Sunday, February 26, 2012

Fayetteville, Arkansas, LEED-Certification, and Energy Efficient Municipal Buildings


According to the USGBC, “LEED initiatives including legislation, executive orders, resolutions, ordinances, policies, and incentives” are found in 384 cities and towns and 58 counties across 45 states. 

One of those initiatives – and, at least according to the USGBC’s online database, the only municipal initiative in Arkansas – is City of Fayetteville Resolution 176-07.

Entitled, “A Resolution Establishing An Energy Efficient Building Policy for the City of Fayetteville,” Resolution 176-07 passed on October 2, 2007.  It provides, in its entirety:

Section 1:  That the City Council of the City of Fayetteville, Arkansas hereby requires all new, city-owned buildings in excess of 5,000 square feet to achieve a minimum certification of LEED-Silver as issued by the US Green Building Council provided a favorable cost-benefit analysis is provided by a private architect or engineer and require all exempt building designs to include a LEED checklist with an emphasis on energy and water efficiency.

Resolution 176-07 does not carry the force of law.  It is best considered a statement of public policy.  Unfortunately, as a statement of public policy, particularly one with a national profile, Resolution 176-07 is undermined by a significant ambiguity: what, exactly, is a “favorable cost-benefit analysis”?  Indeed, what if even though the cost of building to the LEED-Silver status is not disproportionately more expensive than building to a conventional standard, the architect or engineer in question concludes that the cost-benefit analysis is unfavorable because the proposed project will not result greater energy efficiency?

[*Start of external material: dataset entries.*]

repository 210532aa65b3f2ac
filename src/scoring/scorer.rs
use std::sync::Arc;

use tracing::{debug, warn};

use crate::embedding::DocumentEmbedder;
use crate::report::ErrorRecord;

use super::error::ScoringError;
use super::types::{EssayScores, ScoringRubric};

pub struct EssayScorer {
    embedder: Arc<DocumentEmbedder>,
    rubric: ScoringRubric,
}

impl std::fmt::Debug for EssayScorer {
    fn fmt(&self, f: &mut std::fmt::Formatter<'_>) -> std::fmt::Result {
        f.debug_struct("EssayScorer")
            .field("embedder", &self.embedder)
            .field("rubric", &self.rubric)
            .finish()
    }
}

impl EssayScorer {
    pub fn new(embedder: Arc<DocumentEmbedder>) -> Self {
        Self::with_rubric(embedder, ScoringRubric::default())
    }

    pub fn with_rubric(embedder: Arc<DocumentEmbedder>, rubric: ScoringRubric) -> Self {
        Self { embedder, rubric }
    }

    pub fn rubric(&self) -> &ScoringRubric {
        &self.rubric
    }

    /// Ceiling minus a fixed penalty per error, floored at zero.
    pub fn grammar_score(&self, error_count: usize) -> f64 {
        let penalty = error_count as f64 * self.rubric.error_penalty;
        (self.rubric.grammar_ceiling - penalty).max(0.0)
    }

    /// Scaled similarity between `text` and `context`, rounded to two decimals.
    ///
    /// If either side has no usable vector (e.g. empty `context`) the score is
    /// `0.0` and a warning is logged.
    pub fn relevance_score(&self, text: &str, context: &str) -> Result<f64, ScoringError> {
        let context_vec = self.embedder.embed(context)?;
        let text_vec = self.embedder.embed(text)?;

        let similarity = match cosine_similarity(&context_vec, &text_vec)? {
            Some(similarity) => similarity.clamp(0.0, 1.0) as f64,
            None => {
                warn!(
                    text_len = text.len(),
                    context_len = context.len(),
                    "Similarity evaluated on an empty vector, relevance defaults to 0"
                );
                0.0
            }
        };

        Ok(round2(similarity * self.rubric.relevance_scale))
    }

    /// `grammar + relevance`, less the length penalty for short essays.
    pub fn total_score(&self, text: &str, grammar_score: f64, relevance_score: f64) -> f64 {
        let total = grammar_score + relevance_score;
        if word_count(text) < self.rubric.min_word_count {
            total - self.rubric.length_penalty
        } else {
            total
        }
    }

    pub fn score(
        &self,
        text: &str,
        errors: &[ErrorRecord],
        context: &str,
    ) -> Result<EssayScores, ScoringError> {
        let grammar_score = self.grammar_score(errors.len());
        let relevance_score = self.relevance_score(text, context)?;
        let total_score = self.total_score(text, grammar_score, relevance_score);

        let scores = EssayScores {
            grammar_score,
            relevance_score,
            total_score,
        };
        debug!(%scores, errors = errors.len(), "Essay scored");
        Ok(scores)
    }
}

/// Whitespace-separated word count.
pub fn word_count(text: &str) -> usize {
    text.split_whitespace().count()
}

/// Cosine similarity, or `None` if either vector has zero norm.
pub fn cosine_similarity(a: &[f32], b: &[f32]) -> Result<Option<f32>, ScoringError> {
    if a.len() != b.len() {
        return Err(ScoringError::DimensionMismatch {
            left: a.len(),
            right: b.len(),
        });
    }

    let norm_a: f32 = a.iter().map(|x| x * x).sum::<f32>().sqrt();
    let norm_b: f32 = b.iter().map(|x| x * x).sum::<f32>().sqrt();
    if norm_a == 0.0 || norm_b == 0.0 {
        return Ok(None);
    }

    let dot: f32 = a.iter().zip(b).map(|(x, y)| x * y).sum();
    Ok(Some(dot / (norm_a * norm_b)))
}

fn round2(value: f64) -> f64 {
    (value * 100.0).round() / 100.0
}
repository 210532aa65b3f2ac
//! Configuration error types.

use std::path::PathBuf;
use thiserror::Error;

/// Errors that can occur during configuration loading and validation.
#[derive(Debug, Error)]
pub enum ConfigError {
    /// Port value is outside valid range (1-65535).
    #[error("invalid port '{value}': must be between 1 and 65535")]
    InvalidPort { value: String },

    /// Port string could not be parsed as a number.
    #[error("failed to parse port '{value}': {source}")]
    PortParseError {
        value: String,
        #[source]
        source: std::num::ParseIntError,
    },

    /// Bind address string could not be parsed.
    #[error("failed to parse bind address '{value}': {source}")]
    InvalidBindAddr {
        value: String,
        #[source]
        source: std::net::AddrParseError,
    },

    /// Grammar service URL is not an http(s) URL.
    #[error("invalid LanguageTool URL '{value}': must start with http:// or https://")]
    InvalidUrl { value: String },

    /// Timeout is not a positive whole number of seconds.
    #[error("invalid grammar timeout '{value}': must be a positive number of seconds")]
    InvalidTimeout { value: String },

    /// Specified path does not exist on the filesystem.
    #[error("path does not exist: {path}")]
    PathNotFound { path: PathBuf },

    /// Path exists but is not a directory (when a directory was expected).
    #[error("path is not a directory: {path}")]
    NotADirectory { path: PathBuf },
}
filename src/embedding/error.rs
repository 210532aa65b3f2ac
use std::path::PathBuf;
use thiserror::Error;

#[derive(Debug, Error)]
pub enum EmbeddingError {
    #[error("encoder model not found at path: {path}")]
    ModelNotFound { path: PathBuf },

    #[error("failed to load encoder model: {reason}")]
    ModelLoadFailed { reason: String },

    #[error("embedding inference failed: {reason}")]
    InferenceFailed { reason: String },

    #[error("tokenization failed: {reason}")]
    TokenizationFailed { reason: String },

    #[error("invalid encoder configuration: {reason}")]
    InvalidConfig { reason: String },
}

impl From<candle_core::Error> for EmbeddingError {
    fn from(err: candle_core::Error) -> Self {
        EmbeddingError::InferenceFailed {
            reason: err.to_string(),
        }
    }
}

impl From<std::io::Error> for EmbeddingError {
    fn from(err: std::io::Error) -> Self {
        EmbeddingError::ModelLoadFailed {
            reason: err.to_string(),
        }
    }
}
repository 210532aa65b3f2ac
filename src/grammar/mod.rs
//! Grammar checking against a remote LanguageTool service.
//!
//! The text is checked twice, once per English locale, and only spans flagged
//! by both checks are reported. Spans on the abbreviation allow-list
//! (`e.g.`, `etc.`, ...) are ignored.
//!
//! A failing service does not fail the analysis: [`GrammarChecker::check`]
//! returns a single zero-length diagnostic record instead.

pub mod checker;
pub mod client;
pub mod error;
#[cfg(any(test, feature = "mock"))]
pub mod mock;
pub mod types;


pub use checker::{GrammarChecker, cross_locale_errors};
pub use client::{GrammarService, LanguageToolClient, utf16_span_to_chars};
pub use error::GrammarError;
#[cfg(any(test, feature = "mock"))]
pub use mock::MockGrammarService;
pub use types::{GrammarMatch, Locale, MatchContext};
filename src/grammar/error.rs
use thiserror::Error;

/// Failures talking to a remote grammar service.
#[derive(Debug, Error)]
pub enum GrammarError {
    #[error("grammar service request failed: {0}")]
    Http(#[from] reqwest::Error),

    #[error("grammar service returned HTTP {status}: {body}")]
    Status { status: u16, body: String },

    #[error("failed to decode grammar service response: {reason}")]
    Decode { reason: String },

    #[error("grammar service unavailable: {reason}")]
    Unavailable { reason: String },
}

The incorporation of LEED standards into land use law has generated significant and spirited debate, and one of the frequent debate points is that the empirical data does not indicate that LEED-certified buildings are, in fact, better performing buildings.  Henry Gifford asserted this very point – that the USGBC promoted LEED as resulting in more energy efficient buildings even though a study commissioned by the USGBC indicated that this was not the case – in his now dismissed lawsuit, Gifford v. USGBC.  Similarly, the authors of the 2009 National Institution of Building Science Report on Building Rating and Certification in the U.S. Building Community observed, “[t]here is very limited data that correlates verifiable improvements in building performance with building rating/certification system requirements.  Many people view the few data sets that do exist as controversial in terms of methodologies and conclusions drawn from them.”  The study concludes that “[t]here are growing concerns that the implied guarantee of building energy performance emanating from the building rating/certification/labeling systems may confuse or mislead policy makers and the public.”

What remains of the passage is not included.